Latus Bio, Inc. (Latus), a biotechnology company pioneering advances in AAV gene therapy, has announced new research published today in Science Translational Medicine, “AAVs engineered for robust brain transduction drive therapeutically relevant expression of secreted recombinant protein in NHPs and a mouse model of lysosomal storage disease.”

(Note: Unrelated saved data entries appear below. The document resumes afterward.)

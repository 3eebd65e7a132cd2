//! Status feed monitoring agent
//!
//! Polls an upstream status document describing hosts, their processes and properties,
//! reconciles it into a long-lived tree of observable entities and raises alerts when a
//! threshold is crossed.

pub mod agent;
pub mod alerts;
pub mod config;
pub mod detector;
pub mod entities;
pub mod error;
pub mod events;
pub mod heartbeat;
pub mod notify;
pub mod reconcile;
pub mod snapshot;
pub mod xmlrpc;

#[cfg(test)]
mod test_support;

pub use agent::{Agent, AgentHandle, CycleReport};
pub use entities::{Host, HostMap, Process, Property};
pub use error::{DecodeError, EntityError, FetchError};
pub use events::{Event, EventKind};
pub use notify::{Notifier, Observer};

The study, led by Latus founder Beverly Davidson, PhD details the development of a novel adeno-associated virus (AAV) capsid variant - AAV-Ep+ - that demonstrates unprecedented potency in transducing cells that line the ventricles, known as ependymal cells, and cerebral neurons in mice and in non-human primates (NHPs). This advancement is potentially a significant leap forward for therapeutic gene delivery, wherein the study authors demonstrate that cells transduced with AAV-Ep+ can effectively serve as protein production depots, secreting large amounts of soluble proteins into the cerebral spinal fluid (CSF) for uptake throughout the central nervous system (CNS). This potency and distribution profile could potentially result in one-time delivery of gene therapies that encode protein treatments for lysosomal storage disorders (LSDs) as well as for other neurodevelopmental and neurodegenerative diseases that result in long term benefits for patients.
The AAV-Ep+ capsid variant was identified through a massively parallelled and unbiased screen of a large-diversity AAV variant library administered to NHPs. The nominated capsid, which was isolated from tens of millions of potential candidates, displays:
- Remarkable tropism for cells that line the ventricular system of the brain and spinal cord of adult NHPs and mice. It also efficiently transduces neurons in cortical regions of the brain that are implicated in many diseases.

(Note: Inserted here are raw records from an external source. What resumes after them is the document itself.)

use std::time::Duration;

use clap::Parser;
use feedwatch::{Agent, AgentHandle, config::read_config_file};
use tracing::{error, info, level_filters::LevelFilter, trace};
use tracing_subscriber::{filter, layer::SubscriberExt, util::SubscriberInitExt};

#[derive(Debug, Clone, Parser)]
struct Args {
    /// Config file
    #[arg(short)]
    file: String,

    /// Run a single cycle and exit
    #[arg(long)]
    once: bool,

    /// Log level for the agent (trace, debug, info, warn, error, off)
    #[arg(long, default_value = "info")]
    log_level: LevelFilter,
}

fn init(level: LevelFilter) {
    // the library and the binary share the `feedwatch` target
    let filter = filter::Targets::new().with_target("feedwatch", level);
    tracing_subscriber::registry()
        .with(
            tracing_subscriber::fmt::layer()
                .with_writer(std::io::stderr)
                .compact()
                .with_ansi(false),
        )
        .with(filter)
        .init();
}

#[tokio::main]
async fn main() -> anyhow::Result<()> {
    dotenv::dotenv().ok();
    let args = Args::parse();
    init(args.log_level);
    trace!("started with args: {args:?}");

    let config = read_config_file(&args.file)?;
    let mut agent = Agent::from_config(&config)?;

    if args.once {
        let report = agent.cycle().await?;
        info!("cycle done: {report:?}");
        return Ok(());
    }

    info!(
        "polling {} every {}s",
        config.source.url, config.source.interval
    );
    let interval = Duration::from_secs(config.source.interval.max(1));
    let handle = AgentHandle::spawn(agent, interval);

    if let Err(e) = tokio::signal::ctrl_c().await {
        error!("failed to listen for shutdown signal: {e}");
    }

    info!("shutting down");
    handle.shutdown().await
}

- Robust transduction of induced pluripotent stem cell (iPSC)-derived human neurons and mice when compared to naturally occurring AAV serotypes. This cross-species activity highlights the potential for AAV-Ep+ to deliver sustained and therapeutic expression of encoded proteins in human brain cells that could result in prolonged therapeutic benefit for patients.

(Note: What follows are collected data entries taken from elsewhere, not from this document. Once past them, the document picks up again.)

use std::collections::BTreeMap;

use anyhow::Context;
use tracing::trace;

use crate::detector::Thresholds;
use crate::events::EventKind;

const ALERT_PREAMBLE: &str = "This is an alert from feedwatch, the status feed monitoring agent.\n";

#[derive(Debug, Clone, serde::Deserialize)]
pub struct Config {
    pub source: SourceConfig,

    #[serde(default)]
    pub thresholds: Thresholds,

    #[serde(default)]
    pub alerts: AlertsConfig,

    /// Liveness report sent after every cycle (optional)
    pub heartbeat: Option<HeartbeatConfig>,

    /// Subscribe the alert handler to hosts, processes and properties that first show up
    /// after the initial snapshot
    #[serde(default)]
    pub resubscribe_adopted: bool,
}

/// Where the status document comes from
#[derive(Debug, Clone, serde::Deserialize)]
pub struct SourceConfig {
    pub url: String,

    /// Seconds between two polls
    #[serde(default = "default_interval")]
    pub interval: u64,

    /// Request timeout in seconds
    #[serde(default = "default_request_timeout")]
    pub timeout: u64,
}

#[derive(Debug, Clone, serde::Deserialize)]
pub struct AlertsConfig {
    /// Message template per event kind. Kinds without a template are not alerted on.
    #[serde(default = "default_templates")]
    pub templates: BTreeMap<EventKind, String>,

    /// chrono format string used for `{timestamp}`
    #[serde(default = "default_date_format")]
    pub date_format: String,

    pub email: Option<EmailConfig>,
    pub sms: Option<SmsConfig>,
    pub webhook: Option<WebhookConfig>,
}

impl Default for AlertsConfig {
    fn default() -> Self {
        Self {
            templates: default_templates(),
            date_format: default_date_format(),
            email: None,
            sms: None,
            webhook: None,
        }
    }
}

#[derive(Debug, Clone, serde::Deserialize)]
pub struct EmailConfig {
    #[serde(default = "default_smtp_host")]
    pub smtp_host: String,

    #[serde(default = "default_smtp_port")]
    pub smtp_port: u16,

    pub from: String,

    #[serde(default)]
    pub recipients: Vec<String>,
}

#[derive(Debug, Clone, serde::Deserialize)]
pub struct SmsConfig {
    /// XML-RPC endpoint of the SMS gateway
    pub url: String,

    pub from_msisdn: String,

    #[serde(default = "default_sms_method")]
    pub method: String,

    #[serde(default)]
    pub recipients: Vec<String>,
}

#[derive(Debug, Clone, serde::Deserialize)]
pub struct WebhookConfig {
    /// URLs every alert is posted to
    #[serde(default)]
    pub recipients: Vec<String>,
}

#[derive(Debug, Clone, serde::Deserialize)]
pub struct HeartbeatConfig {
    /// XML-RPC endpoint of the status collector
    pub url: String,

    #[serde(default = "default_heartbeat_method")]
    pub method: String,

    #[serde(default = "default_service")]
    pub service: String,

    #[serde(default = "default_status")]
    pub status: String,
}

fn default_interval() -> u64 {
    60
}

fn default_request_timeout() -> u64 {
    30
}

fn default_date_format() -> String {
    "%Y-%m-%d %H:%M:%S".to_string()
}

fn default_templates() -> BTreeMap<EventKind, String> {
    BTreeMap::from([
        (
            EventKind::ProcessStopped,
            format!("{ALERT_PREAMBLE}{{subject}} was reported stopped at {{timestamp}}"),
        ),
        (
            EventKind::ProcessTimeout,
            format!("{ALERT_PREAMBLE}{{subject}} was reported timed out at {{timestamp}}"),
        ),
        (
            EventKind::HostTimeout,
            format!("{ALERT_PREAMBLE}{{subject}} was reported timed out at {{timestamp}}"),
        ),
    ])
}

fn default_smtp_host() -> String {
    "localhost".to_string()
}

fn default_smtp_port() -> u16 {
    25
}

fn default_sms_method() -> String {
    "neit.sendSMS".to_string()
}

fn default_heartbeat_method() -> String {
    "logStatus".to_string()
}

fn default_service() -> String {
    "feedwatch".to_string()
}

fn default_status() -> String {
    "running".to_string()
}

pub fn read_config_file(path: &str) -> anyhow::Result<Config> {
    let file_content =
        std::fs::read_to_string(path).with_context(|| format!("failed to read {path}"))?;
    serde_json::from_str(&file_content)
        .with_context(|| format!("invalid configuration file {path}"))
        .inspect(|config| trace!("loaded config: {config:?}"))
}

Low dose administration of AAV-Ep+ constructs designed to express human tripeptidyl peptidase (hTPP1) to mice deficient in TPP1 (a model of human CLN2 disease - a type of LSD) as well as to NHPs result in CSF and parenchymal tissue levels that exceeded those obtained with natural serotype capsids, reaching levels that are potentially multi-fold above therapeutic values required for CLN2 patients.
"This breakthrough in AAV capsid engineering represents a critical advancement in the field of gene therapy," said Dr. Beverly Davidson, Chair of the Scientific Advisory Board of Latus Bio and corresponding author of the study. "AAV-Ep+ offers a highly efficient, low-dose solution for brain-wide protein delivery, opening new possibilities for treating neurodevelopmental diseases like CLN2 disease and beyond."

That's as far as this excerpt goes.